The UK Government announced its dramatic decision to suspend air links with the Egyptian resort last night after a Russian airliner crashed last weekend.
Prime Minister David Cameron has said it is "more likely than not" that the plane was brought down by a terrorist bomb.
More than 20 flights are set to be operated from Sharm to the UK tomorrow amid tightened security, including a ban on airlines carrying hold luggage.
The Government gave permission for the flights to go ahead following talks between the Prime Minister and Egyptian president Abdel Fatah al-Sisi, and further discussions with the airlines and Egyptian authorities.
Downing Street said: "The Prime Minister held talks on the situation with president Sisi earlier today and, following further discussions with the airlines and the Egyptians we have agreed on a package of additional security measures that is being put in place rapidly."
Confirmation that flights would resume came after a day of intense negotiations between the Government, the Egyptian leadership and the airlines.
A Number 10 spokeswoman said: "We have been working on the situation in Sharm el-Sheikh throughout the day and there was a cross-Whitehall meeting of senior officials late this afternoon to review our response.
"Our utmost priority is to make sure we have all the right measures in place to ensure that British citizens can return safely to the UK.
"The Prime Minister held talks on the situation with president Sisi earlier today and, following further discussions with the airlines and the Egyptians we have agreed on a package of additional security measures that is being put in place rapidly. Consequently the Government has decided, in consultation with the airlines, that flights from Sharm to the UK will resume tomorrow.
"We advise British nationals in Sharm to check with their airline or tour operator on their travel plans.
"The additional security measures will include permitting passengers to carry hand baggage only and transporting hold luggage separately. We are working with the airlines to ensure there are suitable arrangements in place to reunite passengers with their belongings as soon as possible.
"Outbound flights from the UK to Sharm el-Sheikh remain suspended and the Foreign Office continues to advise against all but essential travel by air to or from Sharm el-Sheikh airport but we are continuing to work with the Egyptians to get back to normal service as soon as possible."

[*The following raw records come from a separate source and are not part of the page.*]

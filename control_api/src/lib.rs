mod request;
mod routes;
mod server;

pub use request::{ApiRequest, ApiResponse};
pub use routes::ControlApi;
pub use server::{serve, DEFAULT_ADDR, MAX_BODY_BYTES, SIMCITY_CONTROL_API_ADDR_ENV};
mod cli;
mod plan;
mod progress;
mod protocol;
mod run;

pub use cli::HarnessCli;
pub use plan::{
    ChaosRates, Plan, PlanError, TierDefaults, SIMCITY_CHAOS_REORDER_RATE_ENV,
    SIMCITY_CHAOS_RESTART_RATE_ENV, SIMCITY_CHAOS_RETRY_RATE_ENV,
};
pub use protocol::{parse_harness_output, HarnessError, HarnessOutcome, ParsedOutcome};
pub use run::{execute, run_plan, RunReport};
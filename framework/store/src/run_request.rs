use std::fmt;
use std::str::FromStr;

use serde::{Deserialize, Serialize};
use simcity_core::prelude::{Seed, Tier};

/// Lifecycle of a run request.
///
/// `PENDING -> RUNNING -> COMPLETED | FAILED | STOPPED`, where STOPPED may also be set on a request
/// that never started.
#[derive(Debug, Clone, Copy, PartialEq, Eq, Hash, Serialize, Deserialize)]
#[serde(rename_all = "SCREAMING_SNAKE_CASE")]
pub enum RunStatus {
    Pending,
    Running,
    Completed,
    Failed,
    Stopped,
}

impl RunStatus {
    pub fn as_str(&self) -> &'static str {
        match self {
            RunStatus::Pending => "PENDING",
            RunStatus::Running => "RUNNING",
            RunStatus::Completed => "COMPLETED",
            RunStatus::Failed => "FAILED",
            RunStatus::Stopped => "STOPPED",
        }
    }

    pub fn is_terminal(&self) -> bool {
        matches!(
            self,
            RunStatus::Completed | RunStatus::Failed | RunStatus::Stopped
        )
    }

    /// Runs that produced a harness outcome worth evaluating.
    pub fn is_evaluable(&self) -> bool {
        matches!(self, RunStatus::Completed | RunStatus::Failed)
    }
}

impl fmt::Display for RunStatus {
    fn fmt(&self, f: &mut fmt::Formatter<'_>) -> fmt::Result {
        f.write_str(self.as_str())
    }
}

impl FromStr for RunStatus {
    type Err = String;

    fn from_str(s: &str) -> Result<Self, Self::Err> {
        match s {
            "PENDING" => Ok(RunStatus::Pending),
            "RUNNING" => Ok(RunStatus::Running),
            "COMPLETED" => Ok(RunStatus::Completed),
            "FAILED" => Ok(RunStatus::Failed),
            "STOPPED" => Ok(RunStatus::Stopped),
            other => Err(format!("unknown run status '{other}'")),
        }
    }
}

/// What a submitter provides. Budgets left unset fall back to the tier defaults in the harness.
#[derive(Debug, Clone, PartialEq)]
pub struct NewRunRequest {
    pub seed: Seed,
    pub tier: Tier,
    pub concurrency: Option<u32>,
    pub max_events: Option<u64>,
    pub duration_seconds: Option<u64>,
}

impl NewRunRequest {
    pub fn new(seed: Seed, tier: Tier) -> Self {
        Self {
            seed,
            tier,
            concurrency: None,
            max_events: None,
            duration_seconds: None,
        }
    }
}

/// A persisted run request. Times are unix milliseconds.
#[derive(Debug, Clone, PartialEq, Serialize)]
#[serde(rename_all = "camelCase")]
pub struct RunRequest {
    pub id: i64,
    pub seed: Seed,
    pub tier: Tier,
    pub concurrency: Option<u32>,
    pub max_events: Option<u64>,
    pub duration_seconds: Option<u64>,
    pub status: RunStatus,
    pub run_id: String,
    pub created_at: i64,
    pub started_at: Option<i64>,
    pub ended_at: Option<i64>,
    /// JSON encoding of the parsed harness outcome.
    pub outcome: Option<String>,
    pub error: Option<String>,
}

impl RunRequest {
    /// The harness never reported on the system under test, because the sandbox crashed, could not
    /// be launched or exited with an unexpected code.
    pub fn is_infrastructure_failure(&self) -> bool {
        self.status == RunStatus::Failed && self.error.is_some()
    }
}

The restrictions on hold luggage mean that anything that cannot be taken into the aircraft cabin will be brought back to the UK "by a Government agency and will be returned to you by courier", easyJet told passengers. "We anticipate that to be within the next seven days."
EasyJet and Thomson Airways announced that they will operate nine flights each to the UK tomorrow, including a number of "rescue flights".
Monarch published details of five flights from the Red Sea resort.
Mr Sisi told reporters that British experts had looked at security in Egyptian airports 10 months ago, at the request of London, and found then that they were "good enough".
Speaking alongside Mr Sisi at Number 10, Mr Cameron said the two countries were "working intensively together in a spirit of close co-operation" and that it was "in our mutual interest to address this and get back to normal as soon as possible".
Some British tourists in Sharm have clashed with hotel staff as tensions rise over delayed flights.
Holidaymakers reacted angrily to being charged more money to stay in the resort's hotels.
Emma Smyth, who is staying in the Aqua Blu hotel, about 12 miles from the airport, said the frustrations were starting to boil over.
"Because English people are frustrated and upset, they are taking it out on the staff here, which is not fair," she said.
"One English family, who are obviously upset and concerned, have asked the hotel if they can stay on. The hotel have set a charge and the tourists cannot understand why they are being charged.
"They said they should be allowed to stay and, with that, one man grabbed one of the managers - they ripped his shirt, ripped his name-badge off."
Downing Street confirmed that a team of British experts had gone to Sharm el-Sheikh about 10 months ago as part of a long-term approach to assessing security arrangements at the airport.
Mr Cameron's official spokeswoman said the UK had received "good co-operation" from the Egyptian authorities, who addressed concerns raised at that point.
Wednesday's decision to ground flights was a response to "the evolving nature of the threat" rather than an indication that the UK was not satisfied with the measures taken following the earlier visit.
The spokeswoman declined to discuss the precise nature of the security concerns. Asked whether the UK was unhappy with background checks being carried out on baggage handlers, she replied: "Following on from our assessments yesterday, there are a range of options for how we might address security."
She did not rule out the possibility of British personnel directly providing security at the airport, saying only: "There are a range of options being considered."
Britain was keen to ensure the security of passengers at every stage as they pass through the airport and wanted to be confident that planes remained secure between their arrival and departure from the airport.